What is needed is an exact printout of all the data.

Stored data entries
● ● ● ● ●

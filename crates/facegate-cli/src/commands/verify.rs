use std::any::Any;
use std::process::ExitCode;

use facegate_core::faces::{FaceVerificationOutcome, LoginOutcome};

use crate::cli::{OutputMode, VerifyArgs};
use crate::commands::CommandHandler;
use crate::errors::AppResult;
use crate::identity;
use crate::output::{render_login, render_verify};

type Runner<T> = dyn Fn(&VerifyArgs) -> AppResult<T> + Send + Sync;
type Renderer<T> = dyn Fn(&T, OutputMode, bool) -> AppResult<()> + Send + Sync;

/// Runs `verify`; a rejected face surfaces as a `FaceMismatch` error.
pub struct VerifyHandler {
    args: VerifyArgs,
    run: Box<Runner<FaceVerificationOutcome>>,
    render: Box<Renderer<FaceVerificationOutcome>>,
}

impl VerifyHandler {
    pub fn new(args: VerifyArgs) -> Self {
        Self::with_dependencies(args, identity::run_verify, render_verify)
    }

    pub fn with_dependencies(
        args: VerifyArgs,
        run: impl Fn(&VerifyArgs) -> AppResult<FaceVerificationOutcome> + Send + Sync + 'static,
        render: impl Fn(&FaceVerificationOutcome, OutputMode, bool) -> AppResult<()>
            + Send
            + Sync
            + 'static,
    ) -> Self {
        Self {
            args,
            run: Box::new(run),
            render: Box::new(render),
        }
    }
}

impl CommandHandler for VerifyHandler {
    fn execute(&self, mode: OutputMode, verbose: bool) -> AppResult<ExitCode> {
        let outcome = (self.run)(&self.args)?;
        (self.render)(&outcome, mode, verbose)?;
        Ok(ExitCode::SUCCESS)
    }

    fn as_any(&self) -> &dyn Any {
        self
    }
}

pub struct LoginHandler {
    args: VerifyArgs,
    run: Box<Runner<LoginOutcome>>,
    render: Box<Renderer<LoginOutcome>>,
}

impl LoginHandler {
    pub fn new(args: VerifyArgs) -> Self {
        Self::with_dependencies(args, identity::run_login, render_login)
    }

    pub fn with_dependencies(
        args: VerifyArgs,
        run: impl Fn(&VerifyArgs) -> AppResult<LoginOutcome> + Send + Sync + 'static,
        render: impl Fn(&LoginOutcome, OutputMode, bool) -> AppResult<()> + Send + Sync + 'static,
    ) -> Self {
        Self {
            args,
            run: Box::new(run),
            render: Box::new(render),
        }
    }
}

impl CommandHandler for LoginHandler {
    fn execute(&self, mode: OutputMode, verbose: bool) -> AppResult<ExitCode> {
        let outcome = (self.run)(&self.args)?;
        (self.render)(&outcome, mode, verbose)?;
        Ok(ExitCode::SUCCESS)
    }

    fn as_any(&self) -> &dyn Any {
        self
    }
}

● ● ● ● ●

* [Response to this exercise]:
filename crates/facegate-cli/src/commands/verify.rs
use std::any::Any;
use std::process::ExitCode;

use facegate_core::faces::{FaceVerificationOutcome, LoginOutcome};

use crate::cli::{OutputMode, VerifyArgs};
use crate::commands::CommandHandler;
use crate::errors::AppResult;
use crate::identity;
use crate::output::{render_login, render_verify};

type Runner<T> = dyn Fn(&VerifyArgs) -> AppResult<T> + Send + Sync;
type Renderer<T> = dyn Fn(&T, OutputMode, bool) -> AppResult<()> + Send + Sync;

/// Runs `verify`; a rejected face surfaces as a `FaceMismatch` error.
pub struct VerifyHandler {
    args: VerifyArgs,
    run: Box<Runner<FaceVerificationOutcome>>,
    render: Box<Renderer<FaceVerificationOutcome>>,
}

impl VerifyHandler {
    pub fn new(args: VerifyArgs) -> Self {
        Self::with_dependencies(args, identity::run_verify, render_verify)
    }

    pub fn with_dependencies(
        args: VerifyArgs,
        run: impl Fn(&VerifyArgs) -> AppResult<FaceVerificationOutcome> + Send + Sync + 'static,
        render: impl Fn(&FaceVerificationOutcome, OutputMode, bool) -> AppResult<()>
            + Send
            + Sync
            + 'static,
    ) -> Self {
        Self {
            args,
            run: Box::new(run),
            render: Box::new(render),
        }
    }
}

impl CommandHandler for VerifyHandler {
    fn execute(&self, mode: OutputMode, verbose: bool) -> AppResult<ExitCode> {
        let outcome = (self.run)(&self.args)?;
        (self.render)(&outcome, mode, verbose)?;
        Ok(ExitCode::SUCCESS)
    }

    fn as_any(&self) -> &dyn Any {
        self
    }
}

pub struct LoginHandler {
    args: VerifyArgs,
    run: Box<Runner<LoginOutcome>>,
    render: Box<Renderer<LoginOutcome>>,
}

impl LoginHandler {
    pub fn new(args: VerifyArgs) -> Self {
        Self::with_dependencies(args, identity::run_login, render_login)
    }

    pub fn with_dependencies(
        args: VerifyArgs,
        run: impl Fn(&VerifyArgs) -> AppResult<LoginOutcome> + Send + Sync + 'static,
        render: impl Fn(&LoginOutcome, OutputMode, bool) -> AppResult<()> + Send + Sync + 'static,
    ) -> Self {
        Self {
            args,
            run: Box::new(run),
            render: Box::new(render),
        }
    }
}

impl CommandHandler for LoginHandler {
    fn execute(&self, mode: OutputMode, verbose: bool) -> AppResult<ExitCode> {
        let outcome = (self.run)(&self.args)?;
        (self.render)(&outcome, mode, verbose)?;
        Ok(ExitCode::SUCCESS)
    }

    fn as_any(&self) -> &dyn Any {
        self
    }
}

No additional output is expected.